Protein evolution is structure dependent and non-homogeneous across the tree of life

Abstract

Protein sequence evolution is a complex process that varies across the tree of life and among-sites within proteins. Comparing evolutionary rate matrices for specific taxa ('clade-specific models') can reveal this variation and provide information about the basis for changes in the paterns of protein evolution over time. However, clade-specific models can only provide this information if the variation among taxa exceeds the variation among proteins. We showed this to be the case by demonstrating that clade-specific model fit could distinguish among proteins from the four taxa that we examined (vertebrates, plants, oomycetes, and yeasts).

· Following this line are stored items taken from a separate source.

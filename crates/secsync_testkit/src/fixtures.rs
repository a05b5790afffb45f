//! Test fixtures and scenario helpers.
//!
//! Builders for certificates, manifests and policies, plus [`Scenario`],
//! which wires storage, simulated applications and an in-memory agent to
//! an [`UpdateCycle`] that runs synchronously on the test thread.

use secsync_core::{
    ApplicationState, Certificate, CertificateChain, IdentityCertificateChain, KeyInfo, Manifest,
    MembershipCertificateChain, MembershipSummary, OnlineApplication, PermissionPolicy, Rule,
    RuleMember, SecurityInfo,
};
use secsync_engine::{
    CycleReport, InMemoryAgent, LoopbackProxyManager, ManifestUpdateNotice, RemoteSecurityState,
    SimulatedApplication, SyncErrorReport, UpdateCycle, UpdaterConfig,
};
use secsync_storage::{InMemorySecurityStorage, SecurityStorage};
use std::sync::Arc;

/// Key of test application `id`.
pub fn key(id: u8) -> KeyInfo {
    KeyInfo::new(vec![id], vec![0x04, id])
}

/// A one-certificate membership chain with the given leaf serial and AKI.
pub fn membership_chain(serial: u8, aki: u8) -> MembershipCertificateChain {
    CertificateChain::new(vec![Certificate::new(vec![serial], vec![aki])])
}

/// The summary a remote application reports for `membership_chain(serial, aki)`.
pub fn membership_summary(serial: u8, aki: u8) -> MembershipSummary {
    MembershipSummary::new(vec![serial], KeyInfo::from_key_id(vec![aki]))
}

/// An identity chain from (serial, AKI) pairs, leaf first.
pub fn identity_chain(pairs: &[(u8, u8)]) -> IdentityCertificateChain {
    pairs
        .iter()
        .map(|&(serial, aki)| Certificate::new(vec![serial], vec![aki]))
        .collect::<Vec<_>>()
        .into()
}

/// A manifest granting full access to each interface.
pub fn manifest(interfaces: &[&str]) -> Manifest {
    Manifest::new(
        interfaces
            .iter()
            .map(|name| Rule::new(*name, vec![RuleMember::new("*", 0x03)]))
            .collect(),
    )
}

/// An empty policy with the given version.
pub fn policy(version: u32) -> PermissionPolicy {
    PermissionPolicy::new(version)
}

/// Identity every scenario application is claimed with.
pub fn default_identity(id: u8) -> IdentityCertificateChain {
    identity_chain(&[(id, 0xa0), (0x01, 0xca)])
}

/// Manifest every scenario application is claimed with.
pub fn default_manifest() -> Manifest {
    manifest(&["org.example.Door"])
}

/// Remote state matching a freshly claimed scenario application.
pub fn remote_in_sync(id: u8) -> RemoteSecurityState {
    RemoteSecurityState {
        identity: default_identity(id),
        manifest: default_manifest(),
        ..RemoteSecurityState::default()
    }
}

/// One application taking part in a scenario.
#[derive(Debug, Clone)]
pub struct TestApplication {
    /// Discovery metadata.
    pub info: SecurityInfo,
    /// The application as the agent sees it.
    pub app: OnlineApplication,
    /// The simulated remote side.
    pub remote: Arc<SimulatedApplication>,
}

impl TestApplication {
    /// Returns the application's key.
    pub fn key(&self) -> &KeyInfo {
        &self.info.key_info
    }
}

/// Storage, remote applications and agent around a synchronous cycle runner.
pub struct Scenario<S: SecurityStorage + 'static = InMemorySecurityStorage> {
    /// Desired state.
    pub storage: Arc<S>,
    /// Simulated remote applications.
    pub proxies: Arc<LoopbackProxyManager>,
    /// Application directory and notification sink.
    pub agent: Arc<InMemoryAgent>,
    /// The cycle runner under test.
    pub cycle: UpdateCycle<S, LoopbackProxyManager, InMemoryAgent>,
}

impl Scenario {
    /// Creates a scenario over an empty in-memory storage.
    pub fn new() -> Self {
        Self::with_storage(InMemorySecurityStorage::new(), UpdaterConfig::new())
    }

    /// Adds an application that storage manages, with the given remote state.
    pub fn claimed(&self, id: u8, state: ApplicationState, remote: RemoteSecurityState) -> TestApplication {
        self.storage
            .claim_application(key(id), default_identity(id), default_manifest());
        self.add_application(id, state, remote)
    }
}

impl Default for Scenario {
    fn default() -> Self {
        Self::new()
    }
}

impl<S: SecurityStorage + 'static> Scenario<S> {
    /// Creates a scenario over the given storage.
    pub fn with_storage(storage: S, config: UpdaterConfig) -> Self {
        let storage = Arc::new(storage);
        let proxies = Arc::new(LoopbackProxyManager::new());
        let agent = Arc::new(InMemoryAgent::new(config.notification_capacity));
        let cycle = UpdateCycle::new(
            config,
            Arc::clone(&storage),
            Arc::clone(&proxies),
            Arc::clone(&agent),
        );
        Self {
            storage,
            proxies,
            agent,
            cycle,
        }
    }

    /// Brings an application online without touching storage.
    pub fn add_application(
        &self,
        id: u8,
        state: ApplicationState,
        remote: RemoteSecurityState,
    ) -> TestApplication {
        let info = SecurityInfo::new(format!(":1.{id}"), key(id), state);
        self.agent.announce(info.clone());
        let remote = self.proxies.add(key(id), remote);
        TestApplication {
            app: OnlineApplication::from_security_info(&info),
            info,
            remote,
        }
    }

    /// Runs one update cycle for the application.
    pub fn run(&self, app: &TestApplication) -> CycleReport {
        self.cycle.run(&app.app, &app.info)
    }

    /// Drains the notifications and keeps the error reports.
    pub fn reports(&self) -> Vec<SyncErrorReport> {
        self.agent
            .drain_notifications()
            .into_iter()
            .filter_map(|n| n.as_sync_error().cloned())
            .collect()
    }

    /// Drains the notifications and keeps the manifest notices.
    pub fn notices(&self) -> Vec<ManifestUpdateNotice> {
        self.agent
            .drain_notifications()
            .into_iter()
            .filter_map(|n| n.as_manifest_update().cloned())
            .collect()
    }
}
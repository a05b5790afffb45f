//! Outcome records handed to the security agent.

use crate::error::SyncError;
use secsync_core::{
    IdentityCertificateChain, Manifest, MembershipCertificateChain, MembershipSummary,
    OnlineApplication, PermissionPolicy, Rule,
};
use std::fmt;

/// Phase or category a sync failure belongs to.
#[derive(Debug, Clone, Copy, PartialEq, Eq, Hash)]
pub enum SyncErrorType {
    /// Reading or closing the storage transaction failed.
    Storage,
    /// Connecting to or reading from the remote application failed.
    Remote,
    /// Resetting the remote application failed.
    Reset,
    /// Installing or removing a membership failed.
    Membership,
    /// Updating the identity failed.
    Identity,
    /// Updating or resetting the policy failed.
    Policy,
    /// The application was in a state incompatible with the update.
    UnexpectedState,
}

impl fmt::Display for SyncErrorType {
    fn fmt(&self, f: &mut fmt::Formatter<'_>) -> fmt::Result {
        let name = match self {
            SyncErrorType::Storage => "SYNC_ER_STORAGE",
            SyncErrorType::Remote => "SYNC_ER_REMOTE",
            SyncErrorType::Reset => "SYNC_ER_RESET",
            SyncErrorType::Membership => "SYNC_ER_MEMBERSHIP",
            SyncErrorType::Identity => "SYNC_ER_IDENTITY",
            SyncErrorType::Policy => "SYNC_ER_POLICY",
            SyncErrorType::UnexpectedState => "SYNC_ER_UNEXPECTED_STATE",
        };
        f.write_str(name)
    }
}

/// The object an operation was working on when it failed.
#[derive(Debug, Clone, PartialEq, Eq)]
pub enum ErrorContext {
    /// Membership being installed.
    MembershipChain(MembershipCertificateChain),
    /// Membership being removed.
    MembershipSummary(MembershipSummary),
    /// Identity chain being installed.
    Identity(IdentityCertificateChain),
    /// Policy being installed. `None` when restoring the default policy.
    Policy(Option<PermissionPolicy>),
}

/// A failed synchronization of one application.
#[derive(Debug, Clone, PartialEq, Eq)]
pub struct SyncErrorReport {
    /// The application being synchronized.
    pub app: OnlineApplication,
    /// Failing phase.
    pub error_type: SyncErrorType,
    /// Underlying error.
    pub error: SyncError,
    /// Object involved in the failing operation, if any.
    pub context: Option<ErrorContext>,
}

impl SyncErrorReport {
    /// Creates a report without context.
    pub fn new(app: OnlineApplication, error_type: SyncErrorType, error: SyncError) -> Self {
        Self {
            app,
            error_type,
            error,
            context: None,
        }
    }

    /// Attaches the object involved in the failure.
    #[must_use]
    pub fn with_context(mut self, context: ErrorContext) -> Self {
        self.context = Some(context);
        self
    }
}

impl fmt::Display for SyncErrorReport {
    fn fmt(&self, f: &mut fmt::Formatter<'_>) -> fmt::Result {
        write!(
            f,
            "SyncError >> busName: {} type: {} status: {}",
            self.app.bus_name, self.error_type, self.error
        )
    }
}

/// An application asks for more permissions than its manifest grants.
///
/// Informational; a higher layer decides whether the new template needs
/// approval.
#[derive(Debug, Clone, PartialEq, Eq)]
pub struct ManifestUpdateNotice {
    /// The application.
    pub app: OnlineApplication,
    /// Manifest currently granted.
    pub manifest: Manifest,
    /// Template the application now declares.
    pub template: Manifest,
    /// Template rules the granted manifest does not cover.
    pub additional_rules: Vec<Rule>,
}

impl ManifestUpdateNotice {
    /// Builds a notice comparing the granted manifest with a template.
    pub fn new(app: OnlineApplication, manifest: Manifest, template: Manifest) -> Self {
        let additional_rules = manifest.additional_rules(&template);
        Self {
            app,
            manifest,
            template,
            additional_rules,
        }
    }
}

impl fmt::Display for ManifestUpdateNotice {
    fn fmt(&self, f: &mut fmt::Formatter<'_>) -> fmt::Result {
        write!(
            f,
            "ManifestUpdate >> {} requested {} additional rules",
            self.app.bus_name,
            self.additional_rules.len()
        )
    }
}

/// Anything the updater reports to the security agent.
#[derive(Debug, Clone, PartialEq, Eq)]
pub enum Notification {
    /// A synchronization failed.
    SyncError(SyncErrorReport),
    /// An application requests a new manifest.
    ManifestUpdate(ManifestUpdateNotice),
}

impl Notification {
    /// Returns the error report, if this is one.
    pub fn as_sync_error(&self) -> Option<&SyncErrorReport> {
        match self {
            Notification::SyncError(report) => Some(report),
            Notification::ManifestUpdate(_) => None,
        }
    }

    /// Returns the manifest notice, if this is one.
    pub fn as_manifest_update(&self) -> Option<&ManifestUpdateNotice> {
        match self {
            Notification::ManifestUpdate(notice) => Some(notice),
            Notification::SyncError(_) => None,
        }
    }
}

impl From<SyncErrorReport> for Notification {
    fn from(report: SyncErrorReport) -> Self {
        Notification::SyncError(report)
    }
}

impl From<ManifestUpdateNotice> for Notification {
    fn from(notice: ManifestUpdateNotice) -> Self {
        Notification::ManifestUpdate(notice)
    }
}

impl fmt::Display for Notification {
    fn fmt(&self, f: &mut fmt::Formatter<'_>) -> fmt::Result {
        match self {
            Notification::SyncError(report) => fmt::Display::fmt(report, f),
            Notification::ManifestUpdate(notice) => fmt::Display::fmt(notice, f),
        }
    }
}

Model fit classified proteins correctly by clade of origin >70% of the time. A relatively small number of dimensions can explain differences among models. If model parameters are averaged across all sites ∼80% of the variance among models reflects clade; for models that consider protein structure ∼50% of the variance reflected relative solvent accessibility and ∼25% reflected clade. Relaxed purifying selection in taxa with smaller long-Term effective population sizes appears to explain much of the among clade variance. Relaxed selection on solvent-exposed sites was correlated with the degree of change in amino acid side-chain volume for substitutions; other differences among models were more complex. Beyond the information they reveal about protein evolution, our clade-specific models also represent tools for phylogenomic inference. Availability: model files are available from htps://github.com/ebraun68/clade_specific_prot_models.